__DESCRIPTION OF THE TASK__. The word "value" occurs in some lines of the listing. Copy those lines.

======== DATA EXCERPTS

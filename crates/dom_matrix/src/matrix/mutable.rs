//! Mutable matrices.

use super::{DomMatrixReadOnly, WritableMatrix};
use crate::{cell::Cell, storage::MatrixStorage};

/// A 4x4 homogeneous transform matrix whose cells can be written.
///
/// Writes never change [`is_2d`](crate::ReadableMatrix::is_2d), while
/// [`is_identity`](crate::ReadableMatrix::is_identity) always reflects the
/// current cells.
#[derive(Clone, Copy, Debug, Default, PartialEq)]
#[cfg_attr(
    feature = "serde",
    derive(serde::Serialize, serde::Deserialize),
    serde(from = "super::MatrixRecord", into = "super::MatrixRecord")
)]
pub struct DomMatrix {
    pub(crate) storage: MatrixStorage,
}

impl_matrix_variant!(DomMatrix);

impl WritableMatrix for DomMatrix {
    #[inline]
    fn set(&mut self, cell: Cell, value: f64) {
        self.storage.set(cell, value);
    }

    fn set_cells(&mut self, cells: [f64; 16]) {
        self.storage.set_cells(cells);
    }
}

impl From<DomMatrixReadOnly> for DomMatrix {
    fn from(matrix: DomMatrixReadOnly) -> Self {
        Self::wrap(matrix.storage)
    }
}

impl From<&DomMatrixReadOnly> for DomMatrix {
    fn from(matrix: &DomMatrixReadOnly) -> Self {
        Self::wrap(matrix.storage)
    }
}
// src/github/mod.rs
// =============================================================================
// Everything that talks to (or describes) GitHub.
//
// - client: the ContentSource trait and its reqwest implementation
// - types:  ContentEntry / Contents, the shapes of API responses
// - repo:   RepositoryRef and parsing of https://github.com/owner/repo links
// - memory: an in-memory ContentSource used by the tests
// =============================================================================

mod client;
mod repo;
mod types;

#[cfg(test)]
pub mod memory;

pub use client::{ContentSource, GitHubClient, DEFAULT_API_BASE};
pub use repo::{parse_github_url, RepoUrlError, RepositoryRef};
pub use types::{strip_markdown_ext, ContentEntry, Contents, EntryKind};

================

__RESPONSE BELOW__.
    fn set(&mut self, cell: Cell, value: f64) {
        self.storage.set(cell, value);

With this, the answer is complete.